I think I write better now than I did before. Or is it the fact I have a passion and a desire for people to hear my story, learn from my story, get help from listening to my story and most importantly for me make sure my story never repeats itself for anyone ever again.

I started to write the other day. I decided to start writing a book – a few people had said I should so I thought I would write it from the date 3 years ago in May 2017 I was first admitted to a mental hospital in London with a psychosis and severe depression diagnosis.

Using my medical notes as a diary template I think I covered the first week and was so bored after writing 1000 words that I stopped. The narrative was totally repetitive because the notes were totally repetitive and of course they would be as I was totally repetitive telling everyone the same story all day everyday.
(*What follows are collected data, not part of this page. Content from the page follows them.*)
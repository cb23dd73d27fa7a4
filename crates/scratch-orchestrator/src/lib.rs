pub mod api;
pub mod config;
pub mod error;
pub mod error_payload;
pub mod identity;
pub mod port_alloc;
pub mod profile;
pub mod provisioning;
pub mod public_url;
pub mod request_meta;
pub mod runtime;
pub mod session_manager;

#[cfg(test)]
mod testing;

pub use error::SessionError;
pub use session_manager::{SessionConfig, SessionManager};
//! HTTP surface. Handlers only translate between JSON and [`SessionManager`].

use std::path::Path;

use axum::{
    Extension, Json, Router,
    extract::{Path as UrlPath, State},
    http::StatusCode,
    middleware,
    response::{IntoResponse, Response},
    routing::{delete, get, post},
};
use scratch_session::{CreatedSession, SessionView};
use serde::{Deserialize, Serialize};
use tower_http::services::ServeDir;

use crate::{
    error::SessionError,
    error_payload::ErrorBody,
    request_meta::{self, RequestMeta},
    session_manager::SessionManager,
};

#[derive(Clone)]
pub struct AppState {
    pub sessions: SessionManager,
}

pub fn router(state: AppState, static_dir: &Path) -> Router {
    Router::new()
        .route("/healthz", get(healthz))
        .route("/session", post(create_session))
        .route("/sessions", get(list_sessions))
        .route("/session/:id", delete(destroy_session))
        .route("/volumes/:name", delete(remove_volume))
        .fallback_service(ServeDir::new(static_dir))
        .layer(middleware::from_fn(request_meta::request_id))
        .with_state(state)
}

#[derive(Debug)]
pub struct ApiError(SessionError);

impl From<SessionError> for ApiError {
    fn from(e: SessionError) -> Self {
        Self(e)
    }
}

impl IntoResponse for ApiError {
    fn into_response(self) -> Response {
        let status = match &self.0 {
            SessionError::InvalidInput(_) => StatusCode::BAD_REQUEST,
            SessionError::CapacityExceeded { .. } => StatusCode::SERVICE_UNAVAILABLE,
            SessionError::NotFound(_) => StatusCode::NOT_FOUND,
            SessionError::ProvisioningFailed { .. } | SessionError::Runtime(_) => {
                StatusCode::INTERNAL_SERVER_ERROR
            }
        };
        if status.is_server_error() {
            tracing::error!(code = self.0.code(), error = %self.0, "request failed");
        }

        let mut body = ErrorBody::new(self.0.code(), self.0.to_string());
        if let SessionError::CapacityExceeded { .. } = self.0 {
            body = body.with_hint("retry once another session has been destroyed");
        }
        (status, Json(body)).into_response()
    }
}

#[derive(Debug, Default, Deserialize)]
struct CreateSessionRequest {
    #[serde(default)]
    name: Option<String>,
}

async fn create_session(
    State(state): State<AppState>,
    Extension(meta): Extension<RequestMeta>,
    body: Option<Json<CreateSessionRequest>>,
) -> Result<(StatusCode, Json<CreatedSession>), ApiError> {
    let name = body.and_then(|Json(b)| b.name).unwrap_or_default();
    tracing::debug!(request_id = %meta.request_id, "create session");
    let created = state.sessions.create(&name).await?;
    Ok((StatusCode::CREATED, Json(created)))
}

async fn list_sessions(State(state): State<AppState>) -> Result<Json<Vec<SessionView>>, ApiError> {
    Ok(Json(state.sessions.list().await?))
}

#[derive(Debug, Serialize)]
struct OkBody {
    ok: bool,
}

async fn destroy_session(
    State(state): State<AppState>,
    UrlPath(id): UrlPath<String>,
) -> Result<Json<OkBody>, ApiError> {
    state.sessions.destroy(&id).await?;
    Ok(Json(OkBody { ok: true }))
}

async fn remove_volume(
    State(state): State<AppState>,
    UrlPath(name): UrlPath<String>,
) -> Result<Json<OkBody>, ApiError> {
    state.sessions.remove_volume(&name).await?;
    Ok(Json(OkBody { ok: true }))
}

#[derive(Debug, Serialize)]
#[serde(rename_all = "camelCase")]
struct HealthzPool {
    start: u16,
    end: u16,
    capacity: usize,
}

#[derive(Debug, Serialize)]
#[serde(rename_all = "camelCase")]
struct HealthzResponse {
    status: &'static str,
    version: &'static str,
    profile: &'static str,
    url_mode: &'static str,
    runtime_ok: bool,
    #[serde(skip_serializing_if = "Option::is_none")]
    runtime_error: Option<String>,
    pool: HealthzPool,
}

async fn healthz(State(state): State<AppState>) -> Json<HealthzResponse> {
    let runtime = state.sessions.ping().await;
    let pool = state.sessions.pool();
    Json(HealthzResponse {
        status: if runtime.is_ok() { "ok" } else { "degraded" },
        version: env!("CARGO_PKG_VERSION"),
        profile: state.sessions.profile().as_str(),
        url_mode: state.sessions.url_mode(),
        runtime_ok: runtime.is_ok(),
        runtime_error: runtime.err().map(|e| e.to_string()),
        pool: HealthzPool {
            start: pool.start,
            end: pool.end,
            capacity: pool.len(),
        },
    })
}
It was simple, I made it very clear to all the professionals that I had a reaction to a prescribed medication and it had sent my brain into free fall given me a horrendous side effect so awful to live with it affected me every minute of everyday – a feeling that I wanted to crawl out of my skin which affected my ability to function on any level.

And then I got quite distressed and I thought what is there to gain by reliving the past. I thought it would be cathartic but actually it would have been damaging, distressing and triggering to read over 7 months of medical notes from mental hospital admissions. There were many dark times – I don’t need to be reminded. So my book is in retirement for the moment.

And then it was suggested I start a blog. It seems the opportune moment to start one even though as I said I don’t really know what I should be writing.

I am at the start of an exciting new stage of my life having released a mental health podcast called Mental Heads. I won’t go into too much detail, as I want you to listen and enjoy – yes enjoy and laugh about mental health. We are too PC when talking about mental health – I think you can be slightly taboo when you have been there and lived it. I use many terms to describe myself during my mental health journey, such as bonkers, not the full ticket and lost the plot – not to be derogatory or flippant but to say I am now OK with what happened to me and I have the right to use the words I want to, to tell my mental health journey. I need to move forward and I am moving forward. There has been much sadness and loss along the way but also so much gained.

I spent many dark days in hospital thinking I was destined to be locked away forever and even though I doubted it everyday, perhaps someone was looking down on me all along to bless the broken road I was travelling on. Maybe this was all part of a grander plan.

It’s taken a very long time to be able to come to terms with what has happened to me. Even with the support of my professional team around me it has taken a long time to finally be at peace with the way I was treated. The key to my recovery now is living well and being happy. I don’t just smile and laugh from my face anymore, I smile and laugh from my heart and that feeling is intensely healing in itself.

The road ahead is unknown on many levels. In the past that would have horrified me, I liked control and planning. Now I am filled with a feeling of freedom I haven’t felt in years.

The world is my oyster! I have a passion for life, a story to tell and so much to give to help people with mental health issues. Please join me on this journey – my Mental Heads blog.